Articles by Smart Recruit Online

Why is Recruitment one of the Most Stressful Industries?

Managing stress in recruitment

By Oliver Bourton

Stress plagues the recruitment industry, but why is that? The Stroke Association charity identifies that the recruitment sector is the most stressful environment with 82% of consultants suffering from chronic stress and fatigue at work. Many in the industry resort to self-deprecating coping methods that only wear them down more. The uncertainty of markets make for much more work pressure says the Chief Executive of recruitment company Major Players, Greg Orme, while competitive and time-sensitive jobs result in highly unsociable hours and psychological damage. So how do you prevent stress from setting in? How can you reclaim your life from the grips of depressive work schemes?

Firstly, it’s crucial that you’re able to spot the signs of burnout in its earliest stages. In an interview with Recruitment Grapevine, Managing Director of PMP Recruitment Jamie Reynolds shared his five tell-tale signs of stress in consultants: “Attention starts to waiver; the consultant may start to become late for work…there is often a change in the quality of work and productivity; confidence levels start to drop and finally, there generally seems to be a lack of enthusiasm.”

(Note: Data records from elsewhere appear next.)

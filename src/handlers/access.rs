use axum::extract::{Path, Query, State};
use axum::response::{IntoResponse, Response};
use axum::Json;
use serde::Deserialize;

use crate::models::NewGateDevice;
use crate::store::Store;
use crate::utils::error::AppError;
use crate::utils::response::{created, success};
use crate::AppState;

#[derive(Deserialize)]
pub struct ScanRequest {
    /// Decoded QR text or manually typed ticket code. QR image decoding
    /// happens on the scanning device; the engine only ever sees text.
    pub qr_data: String,
    #[serde(default)]
    pub gate_device_id: Option<i32>,
    #[serde(default)]
    pub origin: Option<String>,
}

/// A denial is a normal decision, not an HTTP error; only a store failure
/// becomes a 500.
pub async fn scan(
    State(state): State<AppState>,
    Json(request): Json<ScanRequest>,
) -> Result<Response, AppError> {
    let result = state
        .engine
        .decide(&request.qr_data, request.gate_device_id, request.origin)
        .await?;
    Ok(success(result, "Access decision recorded").into_response())
}

const DEFAULT_LOG_LIMIT: i64 = 1000;

#[derive(Deserialize)]
pub struct LogsQuery {
    pub limit: Option<i64>,
}

pub async fn logs(
    State(state): State<AppState>,
    Query(query): Query<LogsQuery>,
) -> Result<Response, AppError> {
    let limit = query.limit.unwrap_or(DEFAULT_LOG_LIMIT).clamp(1, DEFAULT_LOG_LIMIT);
    let logs = state.store.list_access_logs(limit).await?;
    Ok(success(logs, "Access logs retrieved").into_response())
}

pub async fn logs_for_user(
    State(state): State<AppState>,
    Path(user_id): Path<i32>,
) -> Result<Response, AppError> {
    let logs = state.store.access_logs_for_user(user_id).await?;
    Ok(success(logs, "Access logs retrieved").into_response())
}

pub async fn list_gates(State(state): State<AppState>) -> Result<Response, AppError> {
    let gates = state.store.list_active_gate_devices().await?;
    Ok(success(gates, "Gate devices retrieved").into_response())
}

pub async fn create_gate(
    State(state): State<AppState>,
    Json(device): Json<NewGateDevice>,
) -> Result<Response, AppError> {
    if device.device_name.trim().is_empty() {
        return Err(AppError::ValidationError("Device name is required".into()));
    }
    let device = state.store.create_gate_device(device).await?;
    Ok(created(device, "Gate device created").into_response())
}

Spotting early signs of stress can help you engage with colleagues and employees alike in tackling the problems that are plaguing them and relax their approach to work, increasing the wellbeing in the job and productivity as a by-product of that. Burnout is very hard to spot in the workplace and sometimes these tell-tale signs aren’t clear enough for people to pick up on until it’s too late. James Calder, CEO of Distinct Recruitment, added: “I would suggest rather waiting for signs of burnout to become apparent, employers should focus on creating an environment which doesn’t lead to burnout in the first place, for example, unlimited holiday time with a caveat that staff must take minimum 25 days a year – consultants are notorious for not taking enough holiday.”

Making the workplace environment stress-free is the fundamental goal and while this may seem obvious, people fail to pick up on when they’re creating the toxic stress-inducing environment. Leadership teams need to be aware of people’s stress and regularly check on their health, not their work. By looking after your colleagues and yourself, you can build the team up together and reduce burnout in the workplace.

Forth with Life, a health tracking service, found in a survey of 2,000 workers that 39% of adults are too stressed in their day-to-day lives to function to their maximum potential. In the recruitment industry, it’s an even higher number.

“Unlike some sectors where the hours can peak at certain times of the month or year, the hours in recruitment are consistently high due to the need to speak to or meet candidates outside of traditional working hours,” Calder shared.

The job market is so quickly evolving and with an employment rate of 75.6% according to Government employment rates, the lack of skilled workers on the job market is adding further stress to recruitment consultant’s lives. Reynolds told Recruitment Grapevine it’s ‘an industry that doesn’t stop – it’s fast-paced and very competitive’, and this means consultants are spending longer hours at work to maintain their performance record. This desperation to keep up with the high volume of recruitment that goes through every day essentially breaks workers. The industry needs change, so what can recruitment bosses do to help change this high-intensity field and help consultants cope with stress? Kelly Kendall, Managing Director of Cordant People, explained: “It has to be as simple as just listening and hearing. Speaking to people will help enormously when it comes to planning and mapping their own time.”

6Q, an employee survey website, found that nearly 50% of workers say they need help in learning how to cope with and manage stress. The recruitment industry professionals seem to all agree on one thing – communication is vital. As Calder puts it: “Give consultants time to talk to you and for you to listen; have an open-door policy. Relationships are key – it is important to make consultants feel they can come to managers and ask for support and review their workload.”

By adding a personable element to working with recruiters while still maintaining the professional environment, you will reduce the stress of your colleagues and through communication help them to develop ways of dealing with the stresses of the industry. What’s interesting to note, is sometimes there’s a culture of making-it-on-your-own’, not admitting when you need help in the task even if there are people on hand ready to be there. For that, Reynolds suggests that businesses ‘offer an Employee Support Hub which includes a phone line to connect staff with qualified therapists for in-the-moment support’. This ‘in-the-moment’ support can make a massive difference in preventing panicking and rapid burnout, without the possibility of the embarrassment of talking to a manager or colleague, an embarrassment that frankly shouldn’t exist but sadly does.

Stress levels don’t need to be so high in recruitment, there are ways of tackling burnout before it happens and creating a culture of openness and readiness to support. This is a problem that everyone suffers with, so don’t stress out alone, talk to people at work and together take steps to combat burning out in the UK’s most stressful industry.